Towa Tei
Towa Tei
Flash
(V2)
New York-based Japanese DJ and soundboard knob-twiddler Towa Tei presents an accessible, if often super-light, collection on his fourth album.
The man himself says his mixes are hard to categorise in style. Different record shops have them in different specialist dance sections: techno or house. 'Fun children's music for adults,' is Tei's own description.
Certainly feel-good in style, the kicking Melody, featuring Byron Stingly, will be on house-night play lists this summer. But, like the rest of the album, it has mass 'pop dance appeal'.

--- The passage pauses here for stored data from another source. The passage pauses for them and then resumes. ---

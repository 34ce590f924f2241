//! Job dependency graph.
//!
//! Edges point from a job to the job it waits for. The edge set is kept
//! acyclic: an insertion that would close a cycle is refused without
//! modifying the graph.

use std::collections::{BTreeMap, BTreeSet, HashSet, VecDeque};

use chrono::{DateTime, Utc};

use super::types::{JobDependency, JobId, JobStatus};

/// Returned when an edge would close a cycle.
#[derive(Debug, Clone, Copy, PartialEq, Eq, thiserror::Error)]
#[error("dependency {job_id} -> {depends_on_id} would create a cycle")]
pub struct CycleDetected {
    pub job_id: JobId,
    pub depends_on_id: JobId,
}

#[derive(Debug, Clone, Default)]
pub struct DependencyGraph {
    /// job -> (dependency -> edge creation time)
    edges: BTreeMap<JobId, BTreeMap<JobId, DateTime<Utc>>>,
}

impl DependencyGraph {
    pub fn new() -> Self {
        Self::default()
    }

    /// Whether `depends_on_id` can already reach `job_id` (or is the same job).
    pub fn would_create_cycle(&self, job_id: JobId, depends_on_id: JobId) -> bool {
        if job_id == depends_on_id {
            return true;
        }

        let mut seen = HashSet::new();
        let mut queue = VecDeque::from([depends_on_id]);
        while let Some(current) = queue.pop_front() {
            if !seen.insert(current) {
                continue;
            }
            for next in self.dependency_ids(current) {
                if next == job_id {
                    return true;
                }
                queue.push_back(next);
            }
        }
        false
    }

    /// Insert an edge after the reachability check. Re-inserting an existing
    /// edge keeps its original timestamp.
    pub fn insert(
        &mut self,
        job_id: JobId,
        depends_on_id: JobId,
        now: DateTime<Utc>,
    ) -> Result<JobDependency, CycleDetected> {
        if let Some(created_at) = self.edges.get(&job_id).and_then(|deps| deps.get(&depends_on_id)) {
            return Ok(JobDependency {
                job_id,
                depends_on_job_id: depends_on_id,
                created_at: *created_at,
            });
        }

        if self.would_create_cycle(job_id, depends_on_id) {
            return Err(CycleDetected {
                job_id,
                depends_on_id,
            });
        }

        self.edges.entry(job_id).or_default().insert(depends_on_id, now);
        Ok(JobDependency {
            job_id,
            depends_on_job_id: depends_on_id,
            created_at: now,
        })
    }

    pub fn remove(&mut self, job_id: JobId, depends_on_id: JobId) -> bool {
        let Some(deps) = self.edges.get_mut(&job_id) else {
            return false;
        };
        let removed = deps.remove(&depends_on_id).is_some();
        if deps.is_empty() {
            self.edges.remove(&job_id);
        }
        removed
    }

    /// Drop every edge touching `job_id`, in either direction.
    pub fn remove_job(&mut self, job_id: JobId) {
        self.edges.remove(&job_id);
        self.edges.retain(|_, deps| {
            deps.remove(&job_id);
            !deps.is_empty()
        });
    }

    pub fn dependencies(&self, job_id: JobId) -> Vec<JobDependency> {
        self.edges
            .get(&job_id)
            .map(|deps| {
                deps.iter()
                    .map(|(dep, created_at)| JobDependency {
                        job_id,
                        depends_on_job_id: *dep,
                        created_at: *created_at,
                    })
                    .collect()
            })
            .unwrap_or_default()
    }

    pub fn dependency_ids(&self, job_id: JobId) -> impl Iterator<Item = JobId> + '_ {
        self.edges.get(&job_id).into_iter().flat_map(|deps| deps.keys().copied())
    }

    pub fn dependents(&self, job_id: JobId) -> BTreeSet<JobId> {
        self.edges
            .iter()
            .filter(|(_, deps)| deps.contains_key(&job_id))
            .map(|(job, _)| *job)
            .collect()
    }

    /// True when every dependency of `job_id` is completed. A job with no
    /// edges is satisfied. Unknown targets count as unsatisfied.
    pub fn is_satisfied<F>(&self, job_id: JobId, status_of: F) -> bool
    where
        F: Fn(JobId) -> Option<JobStatus>,
    {
        self.dependency_ids(job_id)
            .all(|dep| status_of(dep) == Some(JobStatus::Completed))
    }

    /// True when any dependency of `job_id` has failed terminally.
    pub fn is_blocked_by_failure<F>(&self, job_id: JobId, status_of: F) -> bool
    where
        F: Fn(JobId) -> Option<JobStatus>,
    {
        self.dependency_ids(job_id)
            .any(|dep| status_of(dep) == Some(JobStatus::Failed))
    }

    pub fn edge_count(&self) -> usize {
        self.edges.values().map(BTreeMap::len).sum()
    }
}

A collaboration with Kylie Minogue, Sometime Samurai, is a lightweight disappointment, mainly due to the singer's vapid delivery and its throwaway lyrics. It lacks the more measured sensibility of the stripped-down, futuristic electro of Risk Some Soul, which features the sultry vocals of mysteriously named female singer Agf.
Then, there's the distinctly Continental Europe-flavoured Bianco, a study in contemporary bossa nova with male Spanish vocals from poet Arto Lindsay.
Funk with thumping bass, skewed horns and sensual female scats makes Hunter Green a likely floor filler.
Perhaps the hardest track to get into is the cut-up Congo, co-produced by Atom, who also provides spoken lyrics, as does Aya Hirayama.
Covering The Knack's My Sharona in a true-to-the-original version is an unfortunate and pointless end to an otherwise listenable album.